A Blog by the Editor of The Middle East Journal

Putting Middle Eastern Events in Cultural and Historical Context

Tuesday, May 26, 2015

Apparently Neo-Ottomanism Isn't Limited to Erdoğan, and Other Talk of Empires Past and Future

When the New Zealander/adoptive British Imperial apologist J.B. Kelly, author of Arabia, the Gulf and the West, and other works died in 2009,  I called him "the last Imperial Briton" and treated him as an anachronism. But even then, American neocons were exulting in an American neo-imperialism of sorts, and one was already hearing  revisionist historians like Niall Ferguson in his books Colossus and Empire seemingly yearning for the good old Empire days. Now, much of the world will be surprised to learn that most Americans don't see ourselves as an imperialist people. Perhaps back in the days of Teddy Roosevelt and Alfred Thayer Mahan, but not today. We rationalize our global ambitions as bringing stability, order, and democracy, as France once rationalized its Empire as la mission civilisatrice.

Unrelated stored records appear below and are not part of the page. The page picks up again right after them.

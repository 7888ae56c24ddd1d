//! Client for the postal pincode lookup service.
//!
//! `GET <endpoint>/<pincode>` answers with a JSON array holding a single element:
//!
//! ```json
//! [{"Message": "Number of pincode(s) found:1", "Status": "Success", "PostOffice": [{"Block": "New Delhi", ...}]}]
//! ```
//!
//! Unknown pincodes come back as `"Status": "Error"` with a `null` `PostOffice`.
use std::fmt;
use std::str::FromStr;
use std::time;

use async_trait::async_trait;
use reqwest::header;
use serde::Deserialize;
use thiserror::Error;

use crate::error::LookupError;

#[derive(Debug, Deserialize)]
#[serde(rename_all = "PascalCase")]
pub struct PincodeResponse {
    #[serde(default)]
    pub message: Option<String>,
    #[serde(default)]
    pub status: Option<String>,
    #[serde(default)]
    pub post_office: Option<Vec<PostOffice>>,
}

/// A single post office record. Fields are optional as the service returns `null` for some of them.
#[derive(Debug, Default, Clone, Deserialize)]
#[serde(rename_all = "PascalCase")]
pub struct PostOffice {
    #[serde(default)]
    pub name: Option<String>,
    /// Free-form: seen as a string, `null` or missing.
    #[serde(default)]
    pub description: Option<serde_json::Value>,
    #[serde(default)]
    pub branch_type: Option<String>,
    #[serde(default)]
    pub delivery_status: Option<String>,
    #[serde(default)]
    pub circle: Option<String>,
    #[serde(default)]
    pub district: Option<String>,
    #[serde(default)]
    pub division: Option<String>,
    #[serde(default)]
    pub region: Option<String>,
    #[serde(default)]
    pub block: Option<String>,
    #[serde(default)]
    pub state: Option<String>,
    #[serde(default)]
    pub country: Option<String>,
    #[serde(default)]
    pub pincode: Option<String>,
}

/// The `PostOffice` field whose value is aggregated as the location identifier.
#[derive(Debug, Clone, Copy, PartialEq, Eq, Default)]
pub enum LocationField {
    Name,
    BranchType,
    DeliveryStatus,
    Circle,
    District,
    Division,
    Region,
    #[default]
    Block,
    State,
    Country,
    Pincode,
}

impl LocationField {
    /// Extract this field from `office`, skipping blank values.
    pub fn extract<'a>(&self, office: &'a PostOffice) -> Option<&'a str> {
        let value = match self {
            LocationField::Name => &office.name,
            LocationField::BranchType => &office.branch_type,
            LocationField::DeliveryStatus => &office.delivery_status,
            LocationField::Circle => &office.circle,
            LocationField::District => &office.district,
            LocationField::Division => &office.division,
            LocationField::Region => &office.region,
            LocationField::Block => &office.block,
            LocationField::State => &office.state,
            LocationField::Country => &office.country,
            LocationField::Pincode => &office.pincode,
        };

        value.as_deref().map(str::trim).filter(|v| !v.is_empty())
    }

    pub fn as_str(&self) -> &'static str {
        match self {
            LocationField::Name => "Name",
            LocationField::BranchType => "BranchType",
            LocationField::DeliveryStatus => "DeliveryStatus",
            LocationField::Circle => "Circle",
            LocationField::District => "District",
            LocationField::Division => "Division",
            LocationField::Region => "Region",
            LocationField::Block => "Block",
            LocationField::State => "State",
            LocationField::Country => "Country",
            LocationField::Pincode => "Pincode",
        }
    }
}

impl fmt::Display for LocationField {
    fn fmt(&self, f: &mut fmt::Formatter<'_>) -> fmt::Result {
        f.write_str(self.as_str())
    }
}

#[derive(Error, Debug, PartialEq, Eq)]
#[error("{0} is not a PostOffice field")]
pub struct ParseLocationFieldError(String);

impl FromStr for LocationField {
    type Err = ParseLocationFieldError;

    fn from_str(s: &str) -> Result<Self, Self::Err> {
        match s.to_ascii_lowercase().replace('_', "").as_str() {
            "name" => Ok(LocationField::Name),
            "branchtype" => Ok(LocationField::BranchType),
            "deliverystatus" => Ok(LocationField::DeliveryStatus),
            "circle" => Ok(LocationField::Circle),
            "district" => Ok(LocationField::District),
            "division" => Ok(LocationField::Division),
            "region" => Ok(LocationField::Region),
            "block" => Ok(LocationField::Block),
            "state" => Ok(LocationField::State),
            "country" => Ok(LocationField::Country),
            "pincode" => Ok(LocationField::Pincode),
            _ => Err(ParseLocationFieldError(s.to_owned())),
        }
    }
}

/// Looks up the post offices registered under a pincode.
#[async_trait]
pub trait Lookup: Send + Sync {
    async fn lookup(&self, pincode: &str) -> Result<Vec<PostOffice>, LookupError>;
}

/// A `Lookup` over HTTP.
pub struct HttpLookupClient {
    client: reqwest::Client,
    endpoint: String,
}

impl HttpLookupClient {
    pub fn new(endpoint: &str, request_timeout: time::Duration) -> Result<Self, reqwest::Error> {
        let mut headers = header::HeaderMap::new();
        headers.insert(
            header::ACCEPT,
            header::HeaderValue::from_static("application/json"),
        );

        let client = reqwest::Client::builder()
            .default_headers(headers)
            .user_agent("pincode-worker")
            .timeout(request_timeout)
            .build()?;

        Ok(Self {
            client,
            endpoint: endpoint.trim_end_matches('/').to_owned(),
        })
    }
}

#[async_trait]
impl Lookup for HttpLookupClient {
    async fn lookup(&self, pincode: &str) -> Result<Vec<PostOffice>, LookupError> {
        let url = format!("{}/{}", self.endpoint, pincode);

        let response = self.client.get(url).send().await?.error_for_status()?;
        let body = response.bytes().await?;

        parse_response(&body)
    }
}

/// Decode a lookup response body into its post office records.
pub fn parse_response(body: &[u8]) -> Result<Vec<PostOffice>, LookupError> {
    let responses: Vec<PincodeResponse> = serde_json::from_slice(body)?;

    let Some(response) = responses.into_iter().next() else {
        return Err(LookupError::EmptyResult("empty response array".to_owned()));
    };

    match response.post_office {
        Some(offices) if !offices.is_empty() => Ok(offices),
        _ => Err(LookupError::EmptyResult(
            response
                .message
                .or(response.status)
                .unwrap_or_else(|| "no post offices".to_owned()),
        )),
    }
}
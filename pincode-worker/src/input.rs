use std::fs::File;
use std::io::{self, BufRead, BufReader};
use std::path::Path;

use crate::error::InputError;

/// Read the pincodes listed in the file at `path`.
pub fn read_pincodes(path: impl AsRef<Path>) -> Result<Vec<String>, InputError> {
    let path = path.as_ref();
    let to_error = |error| InputError::Io {
        path: path.to_owned(),
        error,
    };

    let file = File::open(path).map_err(to_error)?;
    parse_pincodes(BufReader::new(file)).map_err(to_error)
}

/// Collect every whitespace-separated numeric token, in order. Anything else is skipped.
pub fn parse_pincodes<R: BufRead>(reader: R) -> io::Result<Vec<String>> {
    let mut pincodes = Vec::new();

    for line in reader.lines() {
        let line = line?;
        pincodes.extend(
            line.split_whitespace()
                .filter(|token| token.bytes().all(|b| b.is_ascii_digit()))
                .map(str::to_owned),
        );
    }

    Ok(pincodes)
}
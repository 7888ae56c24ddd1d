pub mod aggregate;
pub mod config;
pub mod error;
pub mod gate;
pub mod input;
pub mod lookup;
pub mod orchestrator;
pub mod queue;
pub mod worker;
use std::collections::HashSet;
use std::sync::{Arc, Mutex};

use pincode_common::retry::RetryPolicy;
use pincode_common::store::Store;

use crate::error::{with_retries, ScanError};

/// The deduplicated set of locations discovered by a run, kept in the shared store.
///
/// Adding relies on the store's idempotent set insert, so workers add concurrently without
/// coordinating. Values confirmed by the store are also recorded locally, which is what gets
/// reported if the store goes away before the final read.
pub struct AggregationStore {
    store: Arc<dyn Store>,
    key: String,
    retry_policy: RetryPolicy,
    confirmed: Mutex<HashSet<String>>,
}

impl AggregationStore {
    pub fn new(store: Arc<dyn Store>, key: &str, retry_policy: RetryPolicy) -> Self {
        Self {
            store,
            key: key.to_owned(),
            retry_policy,
            confirmed: Mutex::new(HashSet::new()),
        }
    }

    /// Insert a location. Returns whether it was new to the set.
    pub async fn add(&self, location: &str) -> Result<bool, ScanError> {
        let added = with_retries(&self.retry_policy, "SADD", || {
            self.store.add_member(&self.key, location)
        })
        .await?;

        self.confirmed
            .lock()
            .expect("confirmed locations lock poisoned")
            .insert(location.to_owned());

        Ok(added)
    }

    pub async fn members(&self) -> Result<Vec<String>, ScanError> {
        with_retries(&self.retry_policy, "SMEMBERS", || {
            self.store.members(&self.key)
        })
        .await
    }

    pub async fn count(&self) -> Result<u64, ScanError> {
        with_retries(&self.retry_policy, "SCARD", || {
            self.store.cardinality(&self.key)
        })
        .await
    }

    pub async fn reset(&self) -> Result<(), ScanError> {
        with_retries(&self.retry_policy, "DEL", || self.store.delete(&self.key)).await?;

        self.confirmed
            .lock()
            .expect("confirmed locations lock poisoned")
            .clear();

        Ok(())
    }

    /// Locations this process saw the store accept, without a round-trip.
    pub fn confirmed(&self) -> Vec<String> {
        self.confirmed
            .lock()
            .expect("confirmed locations lock poisoned")
            .iter()
            .cloned()
            .collect()
    }
}

/// Total number of lookups attempted, kept as a counter in the shared store.
pub struct LookupCounter {
    store: Arc<dyn Store>,
    key: String,
    retry_policy: RetryPolicy,
}

impl LookupCounter {
    pub fn new(store: Arc<dyn Store>, key: &str, retry_policy: RetryPolicy) -> Self {
        Self {
            store,
            key: key.to_owned(),
            retry_policy,
        }
    }

    pub async fn increment(&self) -> Result<u64, ScanError> {
        with_retries(&self.retry_policy, "INCR", || self.store.increment(&self.key)).await
    }

    pub async fn reset(&self) -> Result<(), ScanError> {
        with_retries(&self.retry_policy, "SET", || {
            self.store.set_counter(&self.key, 0)
        })
        .await
    }

    pub async fn value(&self) -> Result<u64, ScanError> {
        with_retries(&self.retry_policy, "GET", || self.store.counter(&self.key)).await
    }
}

#[cfg(test)]
mod tests {
    use std::time;

    use pincode_common::store::{MockStore, Store};

    use super::*;

    fn retry_policy() -> RetryPolicy {
        RetryPolicy::build(2, time::Duration::from_millis(1))
            .max_attempts(2)
            .provide()
    }

    #[tokio::test(flavor = "multi_thread", worker_threads = 8)]
    async fn test_concurrent_adds_are_idempotent() {
        let store = Arc::new(MockStore::new());
        let locations = Arc::new(AggregationStore::new(store, "cities", retry_policy()));

        let tasks: Vec<_> = (0..32)
            .map(|i| {
                let locations = locations.clone();
                tokio::spawn(async move {
                    for _ in 0..20 {
                        locations.add("Delhi").await.unwrap();
                        locations
                            .add(if i % 2 == 0 { "Bangalore" } else { "Mumbai" })
                            .await
                            .unwrap();
                    }
                })
            })
            .collect();
        for task in tasks {
            task.await.unwrap();
        }

        let mut members = locations.members().await.unwrap();
        members.sort();
        assert_eq!(members, vec!["Bangalore", "Delhi", "Mumbai"]);
        assert_eq!(locations.count().await.unwrap(), 3);

        let mut confirmed = locations.confirmed();
        confirmed.sort();
        assert_eq!(confirmed, members);
    }

    #[tokio::test]
    async fn test_add_reports_new_members() {
        let locations = AggregationStore::new(Arc::new(MockStore::new()), "cities", retry_policy());

        assert!(locations.add("Delhi").await.unwrap());
        assert!(!locations.add("Delhi").await.unwrap());

        locations.reset().await.unwrap();
        assert_eq!(locations.count().await.unwrap(), 0);
        assert!(locations.confirmed().is_empty());
        assert!(locations.add("Delhi").await.unwrap());
    }

    #[tokio::test]
    async fn test_failed_add_is_not_confirmed() {
        let store = Arc::new(MockStore::new());
        let locations = AggregationStore::new(store.clone(), "cities", retry_policy());

        store.set_unavailable(true);
        assert!(matches!(
            locations.add("Delhi").await,
            Err(ScanError::StorageUnavailable { .. })
        ));
        assert!(locations.confirmed().is_empty());
    }

    #[test]
    #[should_panic(expected = "confirmed locations lock poisoned")]
    fn test_poisoned_confirmations_are_not_dropped_silently() {
        let locations = AggregationStore::new(Arc::new(MockStore::new()), "cities", retry_policy());

        std::thread::scope(|scope| {
            let poisoner = scope.spawn(|| {
                let _held = locations.confirmed.lock().unwrap();
                panic!("worker died holding the lock");
            });
            assert!(poisoner.join().is_err());
        });

        locations.confirmed();
    }

    #[tokio::test]
    async fn test_lookup_counter() {
        let store = Arc::new(MockStore::new());
        let counter = LookupCounter::new(store.clone(), "api_counter", retry_policy());
        store.set_counter("api_counter", 17).await.unwrap();

        counter.reset().await.unwrap();
        assert_eq!(counter.value().await.unwrap(), 0);
        assert_eq!(counter.increment().await.unwrap(), 1);
        assert_eq!(counter.increment().await.unwrap(), 2);
        assert_eq!(counter.value().await.unwrap(), 2);
    }
}
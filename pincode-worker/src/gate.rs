//! Admission control for lookup workers.
//!
//! The gate bounds how many workers run at once through a semaphore, and optionally how many
//! lookups are issued per interval through a token bucket.
use std::num::{NonZeroU32, NonZeroUsize};
use std::sync::Arc;
use std::time;

use governor::{
    clock::{self, Clock},
    middleware::NoOpMiddleware,
    state::{InMemoryState, NotKeyed},
    NegativeMultiDecision, Quota, RateLimiter,
};
use tokio::sync::{Mutex, OwnedSemaphorePermit, Semaphore};
use tracing::warn;

/// A token bucket budget: `requests` per `interval`, with bursts of up to `burst` requests.
#[derive(Debug, Clone, Copy, PartialEq, Eq)]
pub struct RateLimit {
    pub requests: NonZeroU32,
    pub interval: time::Duration,
    pub burst: NonZeroU32,
}

impl RateLimit {
    /// A budget of `requests` per `interval` allowing a full interval's worth of burst.
    pub fn new(requests: NonZeroU32, interval: time::Duration) -> Self {
        Self {
            requests,
            interval,
            burst: requests,
        }
    }

    fn quota(&self) -> Option<Quota> {
        Quota::with_period(self.interval / self.requests.get())
            .map(|quota| quota.allow_burst(self.burst))
    }
}

/// A governor clock reading tokio's clock, so a paused test runtime also drives the rate limiter.
#[derive(Debug, Clone, Copy, Default)]
pub struct TokioClock;

impl clock::Clock for TokioClock {
    type Instant = std::time::Instant;

    fn now(&self) -> Self::Instant {
        tokio::time::Instant::now().into_std()
    }
}

type DirectRateLimiter =
    RateLimiter<NotKeyed, InMemoryState, TokioClock, NoOpMiddleware<std::time::Instant>>;

/// Lookups are paid for a whole burst at a time: a burst opens once the bucket has refilled
/// completely, and its slots are then handed out until spent.
///
/// The bucket starts empty, so the first burst opens after `burst` refills. With the default
/// burst of `requests`, the n-th lookup is issued no earlier than `ceil(n / requests)` intervals
/// after the gate was built.
struct RateBudget {
    limiter: DirectRateLimiter,
    burst: NonZeroU32,
    remaining: Mutex<u32>,
}

impl RateBudget {
    fn new(quota: Quota, burst: NonZeroU32, clock: &TokioClock) -> Self {
        let limiter = RateLimiter::direct_with_clock(quota, clock);
        if limiter.check_n(burst).is_err() {
            warn!("rate limiter did not start drained, the first burst is immediate");
        }

        Self {
            limiter,
            burst,
            remaining: Mutex::new(0),
        }
    }

    async fn take(&self, clock: &TokioClock) {
        let mut remaining = self.remaining.lock().await;

        if *remaining == 0 {
            loop {
                match self.limiter.check_n(self.burst) {
                    Ok(()) => break,
                    Err(NegativeMultiDecision::BatchNonConforming(_, not_until)) => {
                        tokio::time::sleep(not_until.wait_time_from(clock.now())).await;
                    }
                    Err(NegativeMultiDecision::InsufficientCapacity(_)) => {
                        unreachable!("a burst never exceeds the bucket it was sized from")
                    }
                }
            }
            *remaining = self.burst.get();
        }

        *remaining -= 1;
    }
}

/// Held by a worker for as long as it is active.
#[derive(Debug)]
pub struct AdmissionToken {
    _permit: OwnedSemaphorePermit,
}

pub struct AdmissionGate {
    permits: Arc<Semaphore>,
    capacity: usize,
    budget: Option<RateBudget>,
    clock: TokioClock,
}

impl AdmissionGate {
    /// Build a gate admitting `capacity` concurrent workers, pacing lookups by `rate_limit` if given.
    ///
    /// A rate limit whose per-request period rounds down to zero is treated as unlimited.
    pub fn new(capacity: NonZeroUsize, rate_limit: Option<RateLimit>) -> Self {
        let clock = TokioClock;
        let budget = rate_limit.and_then(|rate_limit| {
            rate_limit
                .quota()
                .map(|quota| RateBudget::new(quota, rate_limit.burst, &clock))
        });

        Self {
            permits: Arc::new(Semaphore::new(capacity.get())),
            capacity: capacity.get(),
            budget,
            clock,
        }
    }

    /// Wait until fewer than `capacity` tokens are outstanding and take one.
    pub async fn acquire(&self) -> AdmissionToken {
        let permit = self
            .permits
            .clone()
            .acquire_owned()
            .await
            .expect("admission semaphore is never closed");

        metrics::gauge!("pincode_admission_saturation_percent").set(
            1f64 - self.permits.available_permits() as f64 / self.capacity as f64,
        );

        AdmissionToken { _permit: permit }
    }

    /// Hand a token back, admitting the next waiting worker.
    pub fn release(&self, token: AdmissionToken) {
        drop(token);
    }

    /// Wait until the rate budget allows one more lookup. Returns immediately when unlimited.
    pub async fn throttle(&self) {
        if let Some(budget) = &self.budget {
            budget.take(&self.clock).await;
        }
    }

    pub fn capacity(&self) -> usize {
        self.capacity
    }

    /// Number of tokens currently held.
    pub fn outstanding(&self) -> usize {
        self.capacity - self.permits.available_permits()
    }
}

But nostalgia for the Ottoman Empire is still, for the most part, limited to right-wing Turkish nationalists and to "Neo-Ottomanist" President Recep Tayyip Erdoğan.

At least until now. 

Robert D. Kaplan's piece at Foreign Policy, "It's Time to Bring Imperialism Back to the Middle East," actually goes there. Kaplan has written a number of popular works. I never read his Balkan Ghosts so i won't comment on it here. I must confess that his Arabists: the Romance of an American Elite annoyed me, though giving the pleasure one gets from yelling at a book as one reads it, Since it dealt with many friends, teachers, mentors, colleagues, and former bosses (some of whom weren't even technically Arabists as they didn't know the language), I read it a least twice.. (The cover shows the late Talcott Seelye, Ambassador to Syria and Tunisia, whom I was lucky enough to know well and whose daughter Kate is now my colleague as Senior Vice President of MEI.)

So I admit to some bias in judging Kaplan's arguments because, to use the academic terms, I consider them dangerous imperialist bullshit. Read it for yourself. His conclusion:
Thus, the near-term and perhaps middle-term future of the Middle East will likely be grim. The Sunni Islamic State will now fight Iran’s Shiite militias, just as Saddam’s Sunni Iraq fought Ayatollah Ruhollah Khomeini’s Shiite Iran in the 1980-88 Iraq-Iran War. That war, going on as long as it did, represented in part the deliberate decision of the Reagan administration not to intervene — another example of weak imperial authority, though a successful one, since it allowed Reagan to concentrate on Europe and help end the Cold War.
Back then it was states at war; now it is sub-states. Imperialism bestowed order, however retrograde it may have been. The challenge now is less to establish democracy than to reestablish order. For without order, there is no freedom for anyone.
Ah, yes, Ordnung supersedes democracy, human rights, and other frills. Notice how it's more sinister if I use the German word? I wonder why that is?

While Kaplan doesn't urge a reestablishment of the Ottoman Empire in its original form, I rather expect he's going to have some 'splainin' to do with his Armenian, Greek, and Assyrian friends, if he has some.

In another area, the current anti-Iran hysteria in the US, Israel, and the Gulf Arab states has led to much talk about Iran pursuing a "new Persian Empire," Professor Hamid Dabashi, Hagop Kevorkian Professor of Iranian Studies at Columbia University takes this apart very nicely at Al Jazeera in "Persian Empire, Anyone?"

I truly believe the age of empires is gone. We may have a (I believe false) nostalgia, for a (falsely?) remembered stability, and no one prefers the barbarity of ISIS, but Kaplan's solution is to treasure an anachronism.

1 comment:

Anonymous said...

This is INDEED an article to shout back act!!!

Empires may well have kept the lid on internal fighting, but that is because their subjects were too busy fighting the empire's OWN wars with its neighbors. It is also the case that. While obvious imperialism is no longer with us for the mot part, when you look at the countries to today's warring parties are proxies for, things start looking very familiar. And who are the empires supposed to be helping? The center or the periphery? Empires have this nasty way of letting the non-combatants in their colonies starve while their boys are off fighting for the glory of said empire. Who is neo-imperialism supposed to be good for?